« La démocratie féministe » dans « Marie-Claire »
Publié le 06 janvier 2021Dans le « Marie-Claire » de février 2021 est publiée mon interview sur le rôle du féminisme dans l’élection de Joe Biden et Kamala Harris, et sur mon livre, « La démocratie féministe. Réinventer le pouvoir », paru chez Calmann-Lévy. Extraits de l’entretien réalisé par Caroline Laurent-Simon.
En quoi l’élection du ticket Biden-Harris annonce-t-il une nouvelle ère pour les Droits des Femmes si malmenés sous la mandature Trump ?
Marie-Cécile Naves : La présidence Trump a incarné une masculinité hégémonique, telle que la sociologue Raewyn Connell l’a théorisée. Dans sa manière de gouverner comme dans sa communication, Trump visait à dominer les autres, à imposer son récit et son projet. Les femmes – comme toutes les minorités, notamment LGBTI- ont été une cible privilégiée. Leur accès aux droits – avortement, contraception, égalité professionnelle, lutte contre les viols, mais aussi accès à la santé et l’emploi- a été fragilisé.
Et cela au travers de textes élaborés ou de priorités établies par l’administration fédérale comme la préservation des emplois masculins dans les mines, l’agriculture et l’industrie. Trump a aussi défié les femmes politiques et journalistes. Il surnommait par exemple Nancy Pelosi, la présidente de la Chambre des représentants, de « puce de lit stupide ». Ou qualifiait les femmes journalistes qui lui posaient des questions, jugées par lui dérangeantes, de « méchantes » ou « laides ».

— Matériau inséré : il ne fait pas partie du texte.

//! groups.io Photo Album Exporter
//!
//! This library bulk-exports the photo albums of a groups.io subscription
//! onto local disk, producing a `<group>/<album>/<photo>` mirror of the
//! remote hierarchy with collision-safe, extension-correct filenames.
//!
//! # Architecture
//!
//! The library is organized into the following modules:
//! - [`api`] - Authenticated groups.io client and cursor-based pagination
//! - [`naming`] - Filename sanitization, collision resolution, content sniffing
//! - [`export`] - The download orchestrator driving one export run
//! - [`config`] - Environment configuration (credentials, API base URL)

// Clippy lints - strict for library code
#![deny(clippy::unwrap_used)]
#![deny(clippy::expect_used)]
#![warn(clippy::pedantic)]
#![allow(clippy::module_name_repetitions)]

pub mod api;
pub mod config;
pub mod export;
pub mod naming;

// Re-export commonly used types
pub use api::{Album, ApiClient, ApiError, Group, Page, Photo};
pub use config::{Config, ConfigError};
pub use export::{ExportError, ExportStats, Exporter, select_group};
pub use naming::{SanitizeOptions, SanitizedName, resolve_unique_path, sanitize};
//! End-to-end export tests against a mock groups.io server.
//!
//! These tests drive the full pipeline: login, album listing, photo
//! listing with pagination, streaming downloads, collision-safe naming,
//! and extension recovery, verifying the resulting tree on disk.

use gio_export::{ApiClient, Config, Exporter};
use tempfile::TempDir;
use wiremock::matchers::{method, path, query_param};
use wiremock::{Mock, MockServer, ResponseTemplate};

const JPEG_BYTES: &[u8] = &[0xFF, 0xD8, 0xFF, 0xE0, 0x00, 0x10, b'J', b'F', b'I', b'F'];

async fn mock_login(server: &MockServer) {
    Mock::given(method("POST"))
        .and(path("/v1/login"))
        .respond_with(ResponseTemplate::new(200).set_body_json(serde_json::json!({
            "user": {
                "subscriptions": [
                    {"group_id": 12345, "group_name": "w6ek"}
                ]
            }
        })))
        .mount(server)
        .await;
}

async fn logged_in_client(server: &MockServer) -> ApiClient {
    let config = Config::new("user@example.com", "secret", server.uri());
    ApiClient::login(&config)
        .await
        .expect("login against mock server should succeed")
}

fn albums_page(albums: serde_json::Value) -> ResponseTemplate {
    ResponseTemplate::new(200)
        .set_body_json(serde_json::json!({ "data": albums, "has_more": false }))
}

fn photos_page(photos: serde_json::Value) -> ResponseTemplate {
    ResponseTemplate::new(200)
        .set_body_json(serde_json::json!({ "data": photos, "has_more": false }))
}

#[tokio::test]
async fn test_export_mirrors_group_hierarchy_onto_disk() {
    let server = MockServer::start().await;
    let temp_dir = TempDir::new().expect("failed to create temp dir");
    mock_login(&server).await;

    Mock::given(method("GET"))
        .and(path("/v1/getalbums"))
        .and(query_param("group_id", "12345"))
        .respond_with(albums_page(serde_json::json!([
            {"id": 1, "title": "Antennas"},
            {"id": 2, "title": "Field Day"}
        ])))
        .mount(&server)
        .await;

    Mock::given(method("GET"))
        .and(path("/v1/getphotos"))
        .and(query_param("album_id", "1"))
        .respond_with(photos_page(serde_json::json!([
            {"id": 10, "name": "tower.jpg", "download_url": format!("{}/p/10", server.uri())},
            {"id": 11, "name": "Beach + Sunset (edited).JPEG",
             "download_url": format!("{}/p/11", server.uri())}
        ])))
        .mount(&server)
        .await;

    Mock::given(method("GET"))
        .and(path("/v1/getphotos"))
        .and(query_param("album_id", "2"))
        .respond_with(photos_page(serde_json::json!([
            {"id": 20, "name": "logbook.png", "download_url": format!("{}/p/20", server.uri())}
        ])))
        .mount(&server)
        .await;

    for id in [10, 11, 20] {
        Mock::given(method("GET"))
            .and(path(format!("/p/{id}")))
            .respond_with(ResponseTemplate::new(200).set_body_bytes(JPEG_BYTES))
            .expect(1)
            .mount(&server)
            .await;
    }

    let client = logged_in_client(&server).await;
    let group = client.subscriptions()[0].clone();
    let exporter = Exporter::new(client, temp_dir.path());

    let stats = exporter.export_group(&group).await.expect("export succeeds");

    assert_eq!(stats.albums, 2);
    assert_eq!(stats.downloaded, 3);
    assert_eq!(stats.skipped, 0);
    assert_eq!(stats.failed, 0);

    let root = temp_dir.path().join("w6ek");
    assert!(root.join("Antennas").join("tower.JPG").exists());
    assert!(root.join("Antennas").join("Beach and Sunset.JPG").exists());
    assert!(root.join("Field Day").join("logbook.PNG").exists());

    let bytes =
        std::fs::read(root.join("Antennas").join("tower.JPG")).expect("downloaded file readable");
    assert_eq!(bytes, JPEG_BYTES);
}

#[tokio::test]
async fn test_part_photo_is_skipped_with_zero_requests_and_zero_writes() {
    let server = MockServer::start().await;
    let temp_dir = TempDir::new().expect("failed to create temp dir");
    mock_login(&server).await;

    Mock::given(method("GET"))
        .and(path("/v1/getalbums"))
        .respond_with(albums_page(serde_json::json!([{"id": 1, "title": "Antennas"}])))
        .mount(&server)
        .await;

    Mock::given(method("GET"))
        .and(path("/v1/getphotos"))
        .respond_with(photos_page(serde_json::json!([
            {"id": 10, "name": "upload.part", "download_url": format!("{}/p/10", server.uri())}
        ])))
        .mount(&server)
        .await;

    // The download endpoint must never be hit for a .part marker.
    Mock::given(method("GET"))
        .and(path("/p/10"))
        .respond_with(ResponseTemplate::new(200).set_body_bytes(JPEG_BYTES))
        .expect(0)
        .mount(&server)
        .await;

    let client = logged_in_client(&server).await;
    let group = client.subscriptions()[0].clone();
    let exporter = Exporter::new(client, temp_dir.path());

    let stats = exporter.export_group(&group).await.expect("export succeeds");

    assert_eq!(stats.skipped, 1);
    assert_eq!(stats.downloaded, 0);

    let album_dir = temp_dir.path().join("w6ek").join("Antennas");
    let entries: Vec<_> = std::fs::read_dir(&album_dir)
        .expect("album dir exists")
        .collect();
    assert!(entries.is_empty(), "no files expected, found: {entries:?}");
}

#[tokio::test]
async fn test_duplicate_names_within_album_get_collision_suffixes() {
    let server = MockServer::start().await;
    let temp_dir = TempDir::new().expect("failed to create temp dir");
    mock_login(&server).await;

    Mock::given(method("GET"))
        .and(path("/v1/getalbums"))
        .respond_with(albums_page(serde_json::json!([{"id": 1, "title": "Antennas"}])))
        .mount(&server)
        .await;

    let photos: Vec<serde_json::Value> = (0..3)
        .map(|i| {
            serde_json::json!({
                "id": 10 + i,
                "name": "tower.jpg",
                "download_url": format!("{}/p/{}", server.uri(), 10 + i)
            })
        })
        .collect();

    Mock::given(method("GET"))
        .and(path("/v1/getphotos"))
        .respond_with(photos_page(serde_json::json!(photos)))
        .mount(&server)
        .await;

    for id in 10..13 {
        Mock::given(method("GET"))
            .and(path(format!("/p/{id}")))
            .respond_with(ResponseTemplate::new(200).set_body_bytes(JPEG_BYTES))
            .mount(&server)
            .await;
    }

    let client = logged_in_client(&server).await;
    let group = client.subscriptions()[0].clone();
    let exporter = Exporter::new(client, temp_dir.path());

    let stats = exporter.export_group(&group).await.expect("export succeeds");
    assert_eq!(stats.downloaded, 3);

    let album_dir = temp_dir.path().join("w6ek").join("Antennas");
    assert!(album_dir.join("tower.JPG").exists());
    assert!(album_dir.join("tower-2.JPG").exists());
    assert!(album_dir.join("tower-3.JPG").exists());
}

#[tokio::test]
async fn test_extensionless_photo_recovers_extension_from_content() {
    let server = MockServer::start().await;
    let temp_dir = TempDir::new().expect("failed to create temp dir");
    mock_login(&server).await;

    Mock::given(method("GET"))
        .and(path("/v1/getalbums"))
        .respond_with(albums_page(serde_json::json!([{"id": 1, "title": "Antennas"}])))
        .mount(&server)
        .await;

    Mock::given(method("GET"))
        .and(path("/v1/getphotos"))
        .respond_with(photos_page(serde_json::json!([
            {"id": 10, "name": "snapshot", "download_url": format!("{}/p/10", server.uri())}
        ])))
        .mount(&server)
        .await;

    Mock::given(method("GET"))
        .and(path("/p/10"))
        .respond_with(ResponseTemplate::new(200).set_body_bytes(JPEG_BYTES))
        .mount(&server)
        .await;

    let client = logged_in_client(&server).await;
    let group = client.subscriptions()[0].clone();
    let exporter = Exporter::new(client, temp_dir.path());

    let stats = exporter.export_group(&group).await.expect("export succeeds");
    assert_eq!(stats.downloaded, 1);

    let album_dir = temp_dir.path().join("w6ek").join("Antennas");
    assert!(
        album_dir.join("snapshot.JPG").exists(),
        "extensionless download should be renamed from its sniffed content type"
    );
    assert!(!album_dir.join("snapshot").exists());
}

#[tokio::test]
async fn test_failed_photo_does_not_abort_the_album() {
    let server = MockServer::start().await;
    let temp_dir = TempDir::new().expect("failed to create temp dir");
    mock_login(&server).await;

    Mock::given(method("GET"))
        .and(path("/v1/getalbums"))
        .respond_with(albums_page(serde_json::json!([{"id": 1, "title": "Antennas"}])))
        .mount(&server)
        .await;

    Mock::given(method("GET"))
        .and(path("/v1/getphotos"))
        .respond_with(photos_page(serde_json::json!([
            {"id": 10, "name": "broken.jpg", "download_url": format!("{}/p/10", server.uri())},
            {"id": 11, "name": "fine.jpg", "download_url": format!("{}/p/11", server.uri())}
        ])))
        .mount(&server)
        .await;

    Mock::given(method("GET"))
        .and(path("/p/10"))
        .respond_with(ResponseTemplate::new(500))
        .mount(&server)
        .await;

    Mock::given(method("GET"))
        .and(path("/p/11"))
        .respond_with(ResponseTemplate::new(200).set_body_bytes(JPEG_BYTES))
        .mount(&server)
        .await;

    let client = logged_in_client(&server).await;
    let group = client.subscriptions()[0].clone();
    let exporter = Exporter::new(client, temp_dir.path());

    let stats = exporter.export_group(&group).await.expect("run continues");

    assert_eq!(stats.failed, 1);
    assert_eq!(stats.downloaded, 1);
    let album_dir = temp_dir.path().join("w6ek").join("Antennas");
    assert!(album_dir.join("fine.JPG").exists());
    assert!(!album_dir.join("broken.JPG").exists());
}

#[tokio::test]
async fn test_album_listing_failure_degrades_to_empty_run() {
    let server = MockServer::start().await;
    let temp_dir = TempDir::new().expect("failed to create temp dir");
    mock_login(&server).await;

    Mock::given(method("GET"))
        .and(path("/v1/getalbums"))
        .respond_with(ResponseTemplate::new(500))
        .mount(&server)
        .await;

    let client = logged_in_client(&server).await;
    let group = client.subscriptions()[0].clone();
    let exporter = Exporter::new(client, temp_dir.path());

    let stats = exporter.export_group(&group).await.expect("degraded, not fatal");
    assert_eq!(stats.albums, 0);
    assert_eq!(stats.downloaded, 0);
    // The group directory is still created before listing.
    assert!(temp_dir.path().join("w6ek").exists());
}

#[tokio::test]
async fn test_photo_listing_protocol_violation_skips_album_and_continues() {
    let server = MockServer::start().await;
    let temp_dir = TempDir::new().expect("failed to create temp dir");
    mock_login(&server).await;

    Mock::given(method("GET"))
        .and(path("/v1/getalbums"))
        .respond_with(albums_page(serde_json::json!([
            {"id": 1, "title": "Corrupt"},
            {"id": 2, "title": "Healthy"}
        ])))
        .mount(&server)
        .await;

    // Album 1 claims more data exists but supplies no item array.
    Mock::given(method("GET"))
        .and(path("/v1/getphotos"))
        .and(query_param("album_id", "1"))
        .respond_with(ResponseTemplate::new(200).set_body_json(serde_json::json!({
            "has_more": true,
            "next_page_token": "t2"
        })))
        .mount(&server)
        .await;

    Mock::given(method("GET"))
        .and(path("/v1/getphotos"))
        .and(query_param("album_id", "2"))
        .respond_with(photos_page(serde_json::json!([
            {"id": 20, "name": "ok.gif", "download_url": format!("{}/p/20", server.uri())}
        ])))
        .mount(&server)
        .await;

    Mock::given(method("GET"))
        .and(path("/p/20"))
        .respond_with(ResponseTemplate::new(200).set_body_bytes(b"GIF89a\x01\x00"))
        .mount(&server)
        .await;

    let client = logged_in_client(&server).await;
    let group = client.subscriptions()[0].clone();
    let exporter = Exporter::new(client, temp_dir.path());

    let stats = exporter.export_group(&group).await.expect("run continues");

    // Only the healthy album completes.
    assert_eq!(stats.albums, 1);
    assert_eq!(stats.downloaded, 1);
    assert!(temp_dir.path().join("w6ek").join("Healthy").join("ok.GIF").exists());
}
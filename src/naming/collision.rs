//! Collision-safe path resolution.
//!
//! Given a candidate path, returns a path guaranteed not to exist at the
//! moment of the call, by suffixing an index onto the file stem. The check
//! is not a reservation: a narrow check/use window remains, which is
//! acceptable for the sequential download loop.

use std::path::{Path, PathBuf};

use tracing::debug;

use crate::export::ExportError;

/// Upper bound on suffix probes before resolution is reported as exhausted.
pub const MAX_COLLISION_PROBES: usize = 10_000;

/// Resolves a filesystem path that does not currently exist.
///
/// If `candidate` is free it is returned unchanged. Otherwise the stem is
/// suffixed `-2`, `-3`, ... until a free path is found.
///
/// # Errors
///
/// Returns [`ExportError::CollisionExhausted`] when no free name is found
/// within [`MAX_COLLISION_PROBES`] attempts.
pub fn resolve_unique_path(candidate: &Path) -> Result<PathBuf, ExportError> {
    if !candidate.exists() {
        return Ok(candidate.to_path_buf());
    }

    debug!(path = %candidate.display(), "file already exists, probing for a unique name");

    let file_name = candidate
        .file_name()
        .and_then(|name| name.to_str())
        .unwrap_or_default();
    let (stem, extension) = match file_name.rfind('.') {
        // A leading dot is part of the name, not an extension separator.
        Some(pos) if pos > 0 => (&file_name[..pos], &file_name[pos..]),
        _ => (file_name, ""),
    };
    let parent = candidate.parent().unwrap_or_else(|| Path::new(""));

    for index in 2..2 + MAX_COLLISION_PROBES {
        let probe = parent.join(format!("{stem}-{index}{extension}"));
        if !probe.exists() {
            debug!(path = %probe.display(), "generated unique filename");
            return Ok(probe);
        }
    }

    Err(ExportError::CollisionExhausted {
        path: candidate.to_path_buf(),
        attempts: MAX_COLLISION_PROBES,
    })
}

Sur beaucoup de sujets de l’agenda politique comme en termes de leadership et de gouvernance, Biden/Harris est l’anti-Trump/Pence. Attendons de voir si le président élu nomme des femmes – de toutes origines- à des postes de ministres, d’ambassadrices ou à la tête d’agences fédérales. Les promesses en faveur de l’égalité femmes-hommes et de l’émancipation des femmes sont nombreuses et précises sur le site de campagne de Biden. Mais cela dépendra aussi de la couleur du Sénat. Si celui-ci reste conservateur, il sera difficile de faire passer certaines mesures au niveau législatif.
Votre dernier livre s’intitule « La démocratie féministe- réinventer le pouvoir » * : une femme exerce t-elle forcément différemment le pouvoir ?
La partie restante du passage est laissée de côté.